Stichting Pensioenfonds Achmea K.v.K. 30201324
ABTN 2013 versie 20-12-2012
28
STICHTING PENSIOENFONDS ACHMEA
6.3.2
Bij de aangesloten ondernemingen in rekening te brengen bijdragen
Op grond van de uitvoeringsovereenkomsten brengt SPA bij de aangesloten ondernemingen de volgende bedragen in rekening: a. de verschuldigde kostendekkende premie, inclusief kosten overgangsbepalingen en aanvullingsregelingen; b. aanvullende storting dekkingsgraad; c. aanvullende premie aanpassing beleggingsmix. Per onderwerp geldt als nadere toelichting hiervoor het volgende. a.
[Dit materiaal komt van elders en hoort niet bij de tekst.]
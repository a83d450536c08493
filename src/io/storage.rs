use reqwest::{Client, StatusCode};
use tracing::{debug, warn};

use super::error::ClientError;
use crate::config::join_url;
use crate::models::SyntheticDocument;

/// Result of one publish call
#[derive(Debug)]
pub enum PublishOutcome {
    /// The storage API answered 201
    Created,
    /// The call completed but the API did not accept the document
    Rejected { status: StatusCode, body: String },
    /// The request never completed
    Unreachable(ClientError),
}

impl PublishOutcome {
    pub fn is_created(&self) -> bool {
        matches!(self, PublishOutcome::Created)
    }

    /// Whether the storage API answered at all
    pub fn completed(&self) -> bool {
        !matches!(self, PublishOutcome::Unreachable(_))
    }
}

/// Client for the synthetic document storage API
#[derive(Debug, Clone)]
pub struct StorageClient {
    client: Client,
    base_url: String,
}

impl StorageClient {
    pub fn new(client: Client, base_url: impl Into<String>) -> Self {
        Self {
            client,
            base_url: base_url.into(),
        }
    }

    /// POST a document to the source's collection. No retry.
    pub async fn publish(&self, source: &str, document: &SyntheticDocument) -> PublishOutcome {
        let url = join_url(&self.base_url, &format!("newsLLM/{}", source));

        let response = match self.client.post(&url).json(document).send().await {
            Ok(response) => response,
            Err(e) => {
                let err = ClientError::transport(&url, e);
                warn!(source, article_id = %document.article_id, "publish failed: {}", err);
                return PublishOutcome::Unreachable(err);
            }
        };

        let status = response.status();
        if status == StatusCode::CREATED {
            debug!(
                source,
                article_id = %document.article_id,
                rag = document.rag.label(),
                "document stored"
            );
            return PublishOutcome::Created;
        }

        let body = response.text().await.unwrap_or_default();
        warn!(
            source,
            article_id = %document.article_id,
            rag = document.rag.label(),
            "storage API returned {}: {}",
            status,
            body
        );
        PublishOutcome::Rejected { status, body }
    }
}
use std::time::Duration;

use reqwest::Client;

use crate::io::ClientError;

pub const DEFAULT_NEWS_API_URL: &str = "http://localhost:5010";
pub const DEFAULT_CHROMA_URL: &str = "http://localhost:8001";
pub const DEFAULT_OLLAMA_URL: &str = "http://localhost:11434";
pub const DEFAULT_STORAGE_API_URL: &str = "http://localhost:6002";
/// Multilingual embedder; the article corpus is mostly Spanish
pub const DEFAULT_EMBEDDING_MODEL: &str = "bge-m3";
pub const DEFAULT_REQUEST_TIMEOUT_SECS: u64 = 300;
pub const DEFAULT_TOP_K: usize = 10;

/// Addresses of the external services the pipeline talks to
#[derive(Debug, Clone)]
pub struct EndpointConfig {
    /// Article store API
    pub news_api_url: String,
    /// Vector index service
    pub chroma_url: String,
    /// Generation and embedding backend
    pub ollama_url: String,
    /// Synthetic document storage API
    pub storage_api_url: String,
    /// Model used to embed headlines and indexed descriptions
    pub embedding_model: String,
    /// Upper bound for any single HTTP call
    pub request_timeout: Duration,
}

impl Default for EndpointConfig {
    fn default() -> Self {
        Self {
            news_api_url: DEFAULT_NEWS_API_URL.to_string(),
            chroma_url: DEFAULT_CHROMA_URL.to_string(),
            ollama_url: DEFAULT_OLLAMA_URL.to_string(),
            storage_api_url: DEFAULT_STORAGE_API_URL.to_string(),
            embedding_model: DEFAULT_EMBEDDING_MODEL.to_string(),
            request_timeout: Duration::from_secs(DEFAULT_REQUEST_TIMEOUT_SECS),
        }
    }
}

impl EndpointConfig {
    /// HTTP client shared by all service clients
    pub fn http_client(&self) -> Result<Client, ClientError> {
        Client::builder()
            .user_agent(concat!("newsynth/", env!("CARGO_PKG_VERSION")))
            .timeout(self.request_timeout)
            .build()
            .map_err(|e| ClientError::transport("<client builder>", e))
    }
}

/// Parameters of one generation run
#[derive(Debug, Clone)]
pub struct RunConfig {
    /// Prefix of the backend model names, e.g. `QWEN_7B_`
    pub model_prefix: String,
    /// Numeric identifier of the LLM recorded on every document
    pub llm_id: u32,
    /// Number of context documents retrieved per headline
    pub top_k: usize,
}

impl Default for RunConfig {
    fn default() -> Self {
        Self {
            model_prefix: "QWEN_7B_".to_string(),
            llm_id: 2,
            top_k: DEFAULT_TOP_K,
        }
    }
}

/// Join a base URL and a path without doubling slashes
pub(crate) fn join_url(base: &str, path: &str) -> String {
    format!(
        "{}/{}",
        base.trim_end_matches('/'),
        path.trim_start_matches('/')
    )
}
Verschuldigde kostendekkende premie Met de verschuldigde kostendekkende premie financiert SPA de volgende onderdelen: · de jaarlijkse koopsom voor de in dat jaar te verwerven jaaropbouw inclusief onvoorwaardelijke verhogingen, zoals opgenomen in de pensioenregeling (actuariële premie die benodigd is in verband met pensioenverplichtingen); · de termijnopslag op de premie voor betaling in vier kwartalen; · de risicopremies voor het partner- en wezenpensioen, het tijdelijk partnerpensioen (reglementen 1 en 2) en de premievrije voortzetting wegens arbeidsongeschiktheid,. Voor zover van toepassing vallen hier ook de premies ter dekking van het inlooprisico onder; · de uitvoeringskosten van SPA, met inbegrip van de administratiekosten en de kosten van het vermogensbeheer. De vrijvallende reservering voor excassokosten wordt hierop in mindering gebracht; · het tot stand brengen of in stand houden van het vereiste eigen vermogen zoals voorgeschreven op grond van wettelijke regels, de daarop gebaseerde lagere regelgeving en beleidsinvulling door de toezichthouder; · de toeslagverlening conform het toeslagbeleid voor de actieven (beschreven in paragraaf 6.6); · de storting voor de voorziening langlevenrisico; · de koopsommen in verband met grondslagverschillen bij individuele waardeoverdracht; · de stoploss-premie; · de solvabiliteitsvergoeding; · de risicopremie voor rendementsrisico; Daarnaast worden ook de kosten van de overgangsbepalingen en aanvullingsregelingen uit de pensioenregeling en uit de cao-afspraken, voor zover die tot inkoop van extra pensioenaanspraken bij SPA leiden, in rekening gebracht. Is de feitelijke premie die het fonds aan de verzekeraar verschuldigd is hoger dan de kostendekkende premie, dan komt die feitelijke premie in de plaats van de kostendekkende premie. De aangesloten ondernemingen zijn dan de feitelijke premie aan SPA verschuldigd. De ingehouden eigen bijdrage van de actieve deelnemers blijft bij de aangesloten ondernemingen. De aangesloten ondernemingen betalen aan SPA de volledig in rekening gebrachte bedragen.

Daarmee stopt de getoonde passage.